# Requirement
Your answer should be the exact lines of the data below from the one containing "const CELL_HEIGHT: u16 = 1;" through the one containing "#[derive(Default)]"; please include nothing else.

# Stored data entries

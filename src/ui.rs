//! Layout and drawing: board, sidebar, start prompt, pause and game-over overlays.
//! Reads a committed `GameState`; never mutates it.

use crate::game::{BOARD_SIZE, Cell, GameOverCause, GameState, POWER_UP_DURATION, Phase, TickOutcome};
use crate::theme::Theme;
use ratatui::Frame;
use ratatui::layout::{Alignment, Constraint, Direction, Layout, Rect};
use ratatui::style::{Color, Style, Stylize};
use ratatui::text::{Line, Span, Text};
use ratatui::widgets::{Block, Borders, Gauge, Paragraph, Widget};
use std::time::Instant;
use tachyonfx::{Duration as TfxDuration, Effect, EffectRenderer, Interpolation, fx};

/// Each board cell is two terminal columns wide so it looks roughly square.
const CELL_WIDTH: u16 = 2;
const CELL_HEIGHT: u16 = 1;

const SIDEBAR_WIDTH: u16 = 28;

/// Board fade when the snake dies (TachyonFX).
const GAME_OVER_FADE_MS: u32 = 600;

/// Border flash after eating food or collecting a power-up.
const PICKUP_FLASH_MS: u32 = 250;

/// TachyonFX state carried between frames.
#[derive(Default)]
pub struct Effects {
    game_over: Option<Effect>,
    flash: Option<Effect>,
    /// Colour of a flash requested by the last tick, started on the next draw.
    pending_flash: Option<Color>,
    /// Last time we processed effects (for delta).
    process_time: Option<Instant>,
}

impl Effects {
    /// React to what the last movement tick did.
    pub fn on_outcome(&mut self, outcome: TickOutcome, theme: &Theme) {
        match outcome {
            TickOutcome::AteFood { .. } => self.pending_flash = Some(theme.food),
            TickOutcome::CollectedPowerUp(kind) => {
                self.pending_flash = Some(theme.power_up_color(kind));
            }
            TickOutcome::Crashed(_) => self.flash = None,
            TickOutcome::Idle | TickOutcome::Moved => {}
        }
    }

    #[cfg(test)]
    pub fn is_flashing(&self) -> bool {
        self.pending_flash.is_some() || self.flash.as_ref().is_some_and(|e| !e.done())
    }
}

/// Board size in terminal cells including the border.
fn board_outer_size() -> (u16, u16) {
    let n = BOARD_SIZE as u16;
    (n * CELL_WIDTH + 2, n * CELL_HEIGHT + 2)
}

/// Board and sidebar rects, centred in `area`.
pub fn game_layout(area: Rect) -> (Rect, Rect) {
    let (bw, bh) = board_outer_size();
    let horiz = Layout::default()
        .direction(Direction::Horizontal)
        .constraints([
            Constraint::Fill(1),
            Constraint::Length(bw + SIDEBAR_WIDTH),
            Constraint::Fill(1),
        ])
        .split(area);
    let vert = Layout::default()
        .direction(Direction::Vertical)
        .constraints([Constraint::Fill(1), Constraint::Length(bh), Constraint::Fill(1)])
        .split(horiz[1]);
    let inner = Layout::default()
        .direction(Direction::Horizontal)
        .constraints([Constraint::Length(bw), Constraint::Length(SIDEBAR_WIDTH)])
        .split(vert[1]);
    (inner[0], inner[1])
}

/// Draw the current frame, then run pending effects: the pickup flash while a
/// game is live, the fade once it is over (created on first use, cleared once
/// a new game is live).
pub fn draw(
    frame: &mut Frame,
    state: &GameState,
    theme: &Theme,
    area: Rect,
    effects: &mut Effects,
    now: Instant,
) {
    let (board_area, sidebar_area) = game_layout(area);
    draw_board(frame, state, theme, board_area);
    draw_sidebar(frame, state, theme, sidebar_area, now);

    let delta = effects
        .process_time
        .map(|t| now.saturating_duration_since(t))
        .unwrap_or(std::time::Duration::ZERO);
    let tfx_delta = TfxDuration::from_millis(delta.as_millis().min(u32::MAX as u128) as u32);
    effects.process_time = Some(now);

    if !state.is_game_over() {
        effects.game_over = None;
        apply_pickup_flash(frame, board_area, effects, tfx_delta);
    }
    match state.phase() {
        Phase::NotStarted => draw_start_prompt(frame, state, theme, board_area),
        Phase::Running => {}
        Phase::Paused => draw_pause_overlay(frame, theme, board_area),
        Phase::GameOver => {
            apply_game_over_effect(frame, theme, board_area, effects, tfx_delta);
            draw_game_over(frame, state, theme, board_area);
        }
    }
}

fn apply_pickup_flash(frame: &mut Frame, board_area: Rect, effects: &mut Effects, delta: TfxDuration) {
    if let Some(colour) = effects.pending_flash.take() {
        let effect = fx::fade_from_fg(colour, (PICKUP_FLASH_MS, Interpolation::QuadOut))
            .with_area(board_area);
        effects.flash = Some(effect);
    }
    if let Some(effect) = &mut effects.flash {
        frame.render_effect(effect, board_area, delta);
        if effect.done() {
            effects.flash = None;
        }
    }
}

fn apply_game_over_effect(
    frame: &mut Frame,
    theme: &Theme,
    board_area: Rect,
    effects: &mut Effects,
    delta: TfxDuration,
) {
    effects.flash = None;
    effects.pending_flash = None;
    let effect = effects.game_over.get_or_insert_with(|| {
        fx::fade_to(theme.inactive_fg, theme.bg, (GAME_OVER_FADE_MS, Interpolation::Linear))
            .with_area(board_area)
    });
    frame.render_effect(effect, board_area, delta);
}

fn draw_board(frame: &mut Frame, state: &GameState, theme: &Theme, area: Rect) {
    let title = format!(" Snake  {} ", state.difficulty().label());
    let block = Block::default()
        .borders(Borders::ALL)
        .border_style(Style::default().fg(theme.div_line).bg(theme.bg))
        .title(Span::styled(title, Style::default().fg(theme.title)));
    let inner = block.inner(area);
    block.render(area, frame.buffer_mut());

    let buf = frame.buffer_mut();
    let mut put = |cell: Cell, symbol: &str, style: Style| {
        let rx = inner.x + cell.x as u16 * CELL_WIDTH;
        let ry = inner.y + cell.y as u16 * CELL_HEIGHT;
        if rx + CELL_WIDTH <= inner.x + inner.width && ry < inner.y + inner.height {
            buf.set_string(rx, ry, symbol, style);
        }
    };

    for y in 0..BOARD_SIZE {
        for x in 0..BOARD_SIZE {
            let bg = if (x + y) % 2 == 0 { theme.bg } else { theme.bg_alt };
            put(Cell::new(x, y), "  ", Style::default().bg(bg));
        }
    }

    let food = state.food();
    put(food, "● ", Style::default().fg(theme.food).bg(cell_bg(theme, food)));

    for power_up in state.power_ups() {
        let style = Style::default()
            .fg(theme.power_up_color(power_up.kind))
            .bg(cell_bg(theme, power_up.cell))
            .bold();
        put(power_up.cell, power_up.kind.glyph(), style);
    }

    // Body first so the head always wins. Tinted by the most recent effect.
    let body = snake_tint(state, theme).unwrap_or(theme.snake_body);
    for &segment in state.snake().iter().skip(1) {
        put(segment, "  ", Style::default().bg(body));
    }
    put(state.head(), "  ", Style::default().bg(theme.snake_head));
}

/// Colour of the active power-up that expires last, if any.
fn snake_tint(state: &GameState, theme: &Theme) -> Option<Color> {
    state
        .active_power_ups()
        .iter()
        .max_by_key(|(_, until)| *until)
        .map(|(kind, _)| theme.power_up_color(kind))
}

fn cell_bg(theme: &Theme, cell: Cell) -> Color {
    if (cell.x + cell.y) % 2 == 0 { theme.bg } else { theme.bg_alt }
}

fn draw_sidebar(frame: &mut Frame, state: &GameState, theme: &Theme, area: Rect, now: Instant) {
    let title_style = Style::default().fg(theme.title);
    let fg_style = Style::default().fg(theme.main_fg);
    let border_style = Style::default().fg(theme.div_line).bg(theme.bg);

    let chunks = Layout::default()
        .direction(Direction::Vertical)
        .constraints([
            Constraint::Length(7), // Stats
            Constraint::Length(9), // Power-ups: title + up to three label/gauge pairs
            Constraint::Fill(1),   // Keys
        ])
        .split(area);

    // --- Stats ---
    let stats_block = Block::default().borders(Borders::ALL).border_style(border_style);
    let stats_inner = stats_block.inner(chunks[0]);
    stats_block.render(chunks[0], frame.buffer_mut());
    let stats_lines = vec![
        Line::from(vec![
            Span::styled("Score: ", title_style),
            Span::styled(format!("{:04}", state.score()), fg_style),
        ]),
        Line::from(vec![
            Span::styled("Best:  ", title_style),
            Span::styled(format!("{:04}", state.high_score()), fg_style),
        ]),
        Line::from(vec![
            Span::styled("Level: ", title_style),
            Span::styled(state.difficulty().label(), fg_style),
        ]),
        Line::from(vec![
            Span::styled("Speed: ", title_style),
            Span::styled(speed_label(state), fg_style),
        ]),
        Line::from(vec![
            Span::styled("Length: ", title_style),
            Span::styled(state.snake().len().to_string(), fg_style),
        ]),
    ];
    Paragraph::new(Text::from(stats_lines)).render(stats_inner, frame.buffer_mut());

    // --- Active power-ups ---
    let pu_block = Block::default().borders(Borders::ALL).border_style(border_style);
    let pu_inner = pu_block.inner(chunks[1]);
    pu_block.render(chunks[1], frame.buffer_mut());
    let rows = Layout::default()
        .direction(Direction::Vertical)
        .constraints([Constraint::Length(1); 7])
        .split(pu_inner);
    Paragraph::new(Line::from(Span::styled("Power-ups", title_style)))
        .render(rows[0], frame.buffer_mut());
    let active = state.active_power_ups();
    if active.is_empty() {
        Paragraph::new(Line::from(Span::styled("none", Style::default().fg(theme.inactive_fg))))
            .render(rows[1], frame.buffer_mut());
    }
    for (i, (kind, _)) in active.iter().enumerate() {
        let remaining = active.remaining(kind, now).unwrap_or_default();
        let secs = remaining.as_millis().div_ceil(1000);
        let colour = theme.power_up_color(kind);
        Paragraph::new(Line::from(vec![
            Span::styled(kind.glyph(), Style::default().fg(colour)),
            Span::styled(format!("{} {}s", kind.label(), secs), fg_style),
        ]))
        .render(rows[1 + i * 2], frame.buffer_mut());
        let ratio = (remaining.as_secs_f64() / POWER_UP_DURATION.as_secs_f64()).clamp(0.0, 1.0);
        Gauge::default()
            .ratio(ratio)
            .label("")
            .gauge_style(Style::default().fg(colour))
            .render(rows[2 + i * 2], frame.buffer_mut());
    }

    // --- Keys ---
    let keys_block = Block::default().borders(Borders::ALL).border_style(border_style);
    let keys_inner = keys_block.inner(chunks[2]);
    keys_block.render(chunks[2], frame.buffer_mut());
    let key_line = |bindings: &[(&'static str, &'static str)]| {
        let spans: Vec<Span> = bindings
            .iter()
            .flat_map(|(key, what)| {
                [
                    Span::styled(format!("{key:<6}"), title_style),
                    Span::styled(format!("{what:<7}"), fg_style),
                ]
            })
            .collect();
        Line::from(spans)
    };
    let theme_label = if theme.dark { "Light" } else { "Dark" };
    Paragraph::new(Text::from(vec![
        key_line(&[("←↑↓→", "Turn"), ("Enter", "Start")]),
        key_line(&[("P/Spc", "Pause"), ("D", "Level")]),
        key_line(&[("T", theme_label), ("R", "Restart")]),
        key_line(&[("Q/Esc", "Quit")]),
    ]))
    .render(keys_inner, frame.buffer_mut());
}

/// Effective movement period, marked when slow motion stretches it.
fn speed_label(state: &GameState) -> String {
    let effective = state.effective_tick_period().as_millis();
    if state.effective_tick_period() == state.tick_period() {
        format!("{effective} ms")
    } else {
        format!("{effective} ms (slow)")
    }
}

fn popup_rect(area: Rect, width: u16, height: u16) -> Rect {
    Rect {
        x: area.x + area.width.saturating_sub(width) / 2,
        y: area.y + area.height.saturating_sub(height) / 2,
        width: width.min(area.width),
        height: height.min(area.height),
    }
}

fn draw_start_prompt(frame: &mut Frame, state: &GameState, theme: &Theme, area: Rect) {
    let popup = popup_rect(area, 34, 7);
    let lines = vec![
        Line::from(""),
        Line::from(Span::styled(" Snake ", Style::default().fg(theme.bg).bg(theme.snake_head).bold())),
        Line::from(""),
        Line::from(Span::styled(
            " Arrow key or Enter to start ",
            Style::default().fg(theme.main_fg),
        )),
        Line::from(Span::styled(
            format!(" D — difficulty: {} ", state.difficulty().label()),
            Style::default().fg(theme.main_fg),
        )),
    ];
    Paragraph::new(lines)
        .alignment(Alignment::Center)
        .block(
            Block::default()
                .borders(Borders::ALL)
                .border_style(Style::default().fg(theme.div_line).bg(theme.bg)),
        )
        .style(Style::default().bg(theme.bg))
        .render(popup, frame.buffer_mut());
}

fn draw_pause_overlay(frame: &mut Frame, theme: &Theme, area: Rect) {
    let popup = popup_rect(area, 28, 5);
    let lines = vec![
        Line::from(""),
        Line::from(Span::styled(
            " Paused ",
            Style::default().fg(Color::Black).bg(Color::Yellow),
        )),
        Line::from(Span::styled(
            " P — Resume    Q — Quit ",
            Style::default().fg(theme.main_fg),
        )),
    ];
    Paragraph::new(lines)
        .alignment(Alignment::Center)
        .block(
            Block::default()
                .borders(Borders::ALL)
                .border_style(Style::default().fg(theme.div_line).bg(theme.bg)),
        )
        .style(Style::default().bg(theme.bg))
        .render(popup, frame.buffer_mut());
}

fn draw_game_over(frame: &mut Frame, state: &GameState, theme: &Theme, area: Rect) {
    let popup = popup_rect(area, 30, 11);
    let mut lines: Vec<Line> = vec![
        Line::from(""),
        Line::from(Span::styled(
            " Game Over ",
            Style::default().fg(Color::White).bg(Color::Red),
        )),
        Line::from(Span::styled(
            cause_label(state.game_over_cause()),
            Style::default().fg(theme.inactive_fg),
        )),
        Line::from(""),
        Line::from(Span::styled(
            format!(" Score: {:04} ", state.score()),
            Style::default().fg(theme.main_fg),
        )),
        Line::from(Span::styled(
            format!(" Best:  {:04} ", state.high_score()),
            Style::default().fg(theme.main_fg),
        )),
    ];
    if is_new_high_score(state) {
        lines.push(Line::from(Span::styled(
            " New high score! ",
            Style::default().fg(Color::Yellow).bold(),
        )));
    } else {
        lines.push(Line::from(""));
    }
    lines.push(Line::from(""));
    lines.push(Line::from(Span::styled(
        " R — Restart    Q — Quit ",
        Style::default().fg(theme.main_fg),
    )));
    Paragraph::new(lines)
        .alignment(Alignment::Center)
        .block(
            Block::default()
                .borders(Borders::ALL)
                .border_style(Style::default().fg(theme.div_line).bg(theme.bg))
                .title(Span::styled(" Snaketui ", Style::default().fg(theme.title))),
        )
        .style(Style::default().bg(theme.bg))
        .render(popup, frame.buffer_mut());
}

fn cause_label(cause: Option<GameOverCause>) -> &'static str {
    match cause {
        Some(GameOverCause::Wall) => " Hit the wall ",
        Some(GameOverCause::SelfHit) => " Ran into yourself ",
        None => "",
    }
}

fn is_new_high_score(state: &GameState) -> bool {
    state.score() > 0 && state.score() == state.high_score()
}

# Solution below
const CELL_HEIGHT: u16 = 1;

const SIDEBAR_WIDTH: u16 = 28;

/// Board fade when the snake dies (TachyonFX).
const GAME_OVER_FADE_MS: u32 = 600;

/// Border flash after eating food or collecting a power-up.
const PICKUP_FLASH_MS: u32 = 250;

/// TachyonFX state carried between frames.
#[derive(Default)]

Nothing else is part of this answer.